I am not morally responsible for actions I don't commit, or actions that others commit that I had no way of stopping.

This belief appears to go against a current cultural zeitgeist of regressing to tribalism and collective/ancestral guilt. The labelling is different, but the implications are the same.

So are you responsible for things you could have known, but deliberately chose not to look into (or not believe)?

The fact that we had no knowledge was intentional and does not diminish the impact of the operations.
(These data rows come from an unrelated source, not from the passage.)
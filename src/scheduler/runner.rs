//! Resolves a site, probes it, alerts on failure and records the result.

use std::sync::Arc;
use std::time::Duration;

use anyhow::{Context, Result};
use serde_json::json;
use tracing::{error, info, warn};
use uuid::Uuid;

use super::queue::{JobQueue, JobRunner};
use crate::alerts::AlertDispatcher;
use crate::analysis::{summarize_run, MonitoringSummary};
use crate::ingest::ExternalReport;
use crate::model::{MonitoredSite, TestResult, TestStatus};
use crate::probes::{FunnelProbe, ProbeTarget};
use crate::storage::{RecordStore, StoreError};
use crate::stream::{LogLevel, ProgressHub, ProgressSink};

pub struct SiteRunner {
    store: Arc<dyn RecordStore>,
    probe: Arc<FunnelProbe>,
    alerts: Arc<AlertDispatcher>,
    hub: ProgressHub,
}

impl SiteRunner {
    pub fn new(
        store: Arc<dyn RecordStore>,
        probe: Arc<FunnelProbe>,
        alerts: Arc<AlertDispatcher>,
        hub: ProgressHub,
    ) -> Self {
        Self {
            store,
            probe,
            alerts,
            hub,
        }
    }

    pub fn store(&self) -> &Arc<dyn RecordStore> {
        &self.store
    }

    pub fn alerts(&self) -> &AlertDispatcher {
        &self.alerts
    }

    async fn resolve(&self, site_id: &str, sink: &ProgressSink) -> Result<MonitoredSite> {
        match self.store.get_site(site_id).await {
            Ok(site) => Ok(site),
            Err(e) => {
                sink.error(format!("Tunnel not found: {}", e));
                sink.complete(TestStatus::Error);
                Err(e).with_context(|| format!("Cannot test site {}", site_id))
            }
        }
    }

    /// Alert when the run failed, then append the result once.
    async fn alert_and_store(
        &self,
        site: &MonitoredSite,
        result: &mut TestResult,
        sink: &ProgressSink,
    ) -> Result<(), StoreError> {
        if !result.status.is_success() {
            sink.info("Sending failure alert...");
            result.alert_sent = self.alerts.send_test_failure(site, result).await;
        }

        sink.info("Saving results...");
        self.store.append_result(result).await?;
        sink.success("Results saved");
        Ok(())
    }

    /// Queue-driven run: store and alert failures are logged, never raised.
    async fn run_queued(&self, job_id: Uuid, site_id: &str) -> Result<TestResult> {
        let sink = self.hub.sink(job_id, site_id);
        let site = self.resolve(site_id, &sink).await?;

        let mut result = self
            .probe
            .run(&ProbeTarget::new(&site.id, &site.url), &sink)
            .await;

        if let Err(e) = self.alert_and_store(&site, &mut result, &sink).await {
            error!(site = %site.id, error = %e, "Failed to save test result");
            sink.warning(format!("Results could not be saved: {}", e));
        }

        sink.complete(result.status);
        Ok(result)
    }

    /// Direct run for the CLI: a store failure is returned to the caller.
    pub async fn run_direct(&self, site_id: &str) -> Result<TestResult> {
        let sink = self.hub.sink(Uuid::new_v4(), site_id);
        let site = self.resolve(site_id, &sink).await?;

        let mut result = self
            .probe
            .run(&ProbeTarget::new(&site.id, &site.url), &sink)
            .await;

        let stored = self.alert_and_store(&site, &mut result, &sink).await;
        sink.complete(result.status);
        stored.context("Failed to save test result")?;
        Ok(result)
    }

    /// Record a report produced elsewhere: stream it under its own job id,
    /// alert, then append. Live streams of local runs are left alone.
    pub async fn record_external(
        &self,
        site: &MonitoredSite,
        report: &ExternalReport,
    ) -> Result<TestResult, StoreError> {
        let mut result = report.to_result(&site.url);

        let sink = self.hub.sink(Uuid::new_v4(), &site.id);
        sink.info("Test finished on the external runner");
        let level = if result.status.is_success() {
            LogLevel::Success
        } else {
            LogLevel::Error
        };
        sink.log(
            level,
            format!("Status: {}", result.status),
            Some(json!({
                "performanceScore": result.performance_score,
                "loadTime": result.load_time_ms,
                "formsValid": result.forms_valid,
                "ctasValid": result.ctas_valid,
            })),
        );
        if report.forms_count() > 0 {
            sink.success(format!("{} form(s) found", report.forms_count()));
        }
        if report.cta_count() > 0 {
            sink.success(format!("{} call(s) to action found", report.cta_count()));
        }
        if !result.tracking_pixels.is_empty() {
            sink.success(format!(
                "Tracking detected: {}",
                result.tracking_pixels.join(", ")
            ));
        }
        sink.complete(result.status);

        self.alert_and_store(site, &mut result, &ProgressSink::detached(&site.id))
            .await?;
        info!(site = %site.id, status = %result.status, "External result recorded");
        Ok(result)
    }

    /// Test every site through the queue, one after another, then send the summary.
    pub async fn sweep(&self, queue: &JobQueue, delay_between: Duration) -> Result<MonitoringSummary> {
        let sites = self
            .store
            .list_sites()
            .await
            .context("Failed to list sites for monitoring")?;
        info!(count = sites.len(), "Starting scheduled monitoring run");

        let mut outcomes = Vec::with_capacity(sites.len());
        for (i, site) in sites.into_iter().enumerate() {
            if i > 0 && !delay_between.is_zero() {
                tokio::time::sleep(delay_between).await;
            }

            let outcome = match queue.enqueue(&site.id) {
                Ok(handle) => handle.result().await.map_err(anyhow::Error::from),
                Err(e) => Err(e.into()),
            };
            match outcome {
                Ok(result) => outcomes.push((site, Some(result))),
                Err(e) => {
                    warn!(site = %site.id, error = %e, "Scheduled run failed");
                    outcomes.push((site, None));
                }
            }
        }

        let summary = summarize_run(&outcomes);
        self.alerts.send_daily_summary(&summary).await;
        info!(
            total = summary.total_tests,
            failed = summary.failed_tests,
            critical = summary.critical_issues,
            average = summary.average_performance,
            "Monitoring run completed"
        );
        Ok(summary)
    }
}

#[async_trait::async_trait]
impl JobRunner for SiteRunner {
    async fn run(&self, job_id: Uuid, site_id: &str) -> Result<TestResult> {
        self.run_queued(job_id, site_id).await
    }
}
Let's compare Hong Kong and Guatemala, right now, and pick one to live in.

And Iraq invasion of 2001, that replaced a stable (albeit dictatorial) regime by a civil war, and enabled ISIS to become a state.

Even ignoring the warlords, it's in constant revolt due to corruption now.

You say:

> There is no 'right' and 'wrong' side of history.

But then you conclude:

> There was a lot of cruelty, bloodshed and lies. [...] The US could certainly have been much worse.

So you do accept there's a gradient of right and wrong.

> The US could certainly have been much worse.

But also a lot better!

> But there has not yet been anyone in history who avoided that while being large.

What we've seen is next level. This is due to the increase in mobility and world trade, sure. But it has been abused heavily, and seemingly to every extend possible. I dont know how it could have been worse without being a straight up dictatorship. (having only two parties come very close to being a dictatorship if you ask me; only one party better than the China the US like to bash so much lately).

> They've pushed science and the arts forward, promoted freedom as a cultural aspiration rather than rule by a monarch and generally acted as a credible supporting force for the greatest improvement of living standards the world has ever seen in Asia.

Tell that to the Vietnamese and North Koreans. Indonesia and Philippines also have a bit of a US hangover.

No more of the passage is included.